Simply in order to discuss this alternative kind of shape, we need to give it a name and I propose here to refer to it as organic shape. To some degree, this label is no more than a statement of our ignorance. In another way, it captures an important aspect of these shapes. In all these cases, the shape is subject to a process that changes over time. It is not simply that the object moves around, whilst retaining its shape. The shape of the object is actually formed by a process that is extended in time. For example, flowers grow according to particular patterns that depend upon the species of plant. They often possess a degree of symmetry due to this process, although the symmetry is rarely exact because of variations in the rate of growth.
It would be a major achievement to understand how we psychologically perceive objects such as this, which have developed according to a pattern. One approach is to carry out visual experiments in which people match up shapes that possess the same underlying pattern. To do this, they will have to identify visually the common elements that arise from the underlying pattern, rather like a botanist who is studying new species of plants. For convenience, computer graphics will be used to prepare and display the individual shapes.

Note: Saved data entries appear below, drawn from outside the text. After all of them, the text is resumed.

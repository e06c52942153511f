//! Enforcement of compiled filters on retrievers.
//!
//! - [`coordinator`] - The [`Enforcer`]: resolve, compile, attach, fail closed
//! - [`retriever`] - The [`VectorStore`] seam and the per-request filter slot
//! - [`config`] - Startup configuration
//! - [`audit`] - Audit events and sinks

pub mod audit;
pub mod config;
pub mod coordinator;
pub mod retriever;

pub use audit::{
    AuditSink, EnforcementEvent, EnforcementEventKind, MemoryAuditSink, NullAuditSink,
    TracingAuditSink,
};
pub use config::EnforcementConfig;
pub use coordinator::{EnforcedRequest, Enforcer};
pub use retriever::{RequestScope, RetrieverHandle, SearchError, VectorStore, DEFAULT_SEARCH_K};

Like flowers, these artificially created shapes will differ in their individual appearance because the computer will superimpose random variation on the underlying pattern. The human observers will have to find the pattern and ignore the random variation. With modern brain-scanning techniques, we can also attempt to discover which areas of the brain are most active when humans are responding to these shapes.
Does this mean that we should change the focus of Felix Klein's enquiry? Perhaps, the true nature of aesthetic judgement lies in the excitation of a particular state of the brain, rather than a mathematical description of ideal form. This proposal simply repeats the mistake in a new form. During their daily activity, people make judgements about the visual attractiveness of objects. Some of these objects are natural; others are human artefacts. Most people would feel that their evaluations are personal and unique, in a way that cannot be explained or probed by psychologists or brain scientists. Perhaps the most important lesson from Felix Klein's earlier attempt is to refine the question that science can legitimately ask. Whilst continuing to respect the personal element of aesthetic judgements, we can still ask what features of our brain and general psychology equip us with the ability to make judgements about shape and form. We can also enquire exactly how our experience of the structure of the natural world moulds our visual systems. This shared influence affects us all. Chaucer wrote, "ful wys is he that kan hymselven knowe!". As we become more "wys" about how our brains and bodies work, this increases rather than diminishes our appreciation of what it is to be human.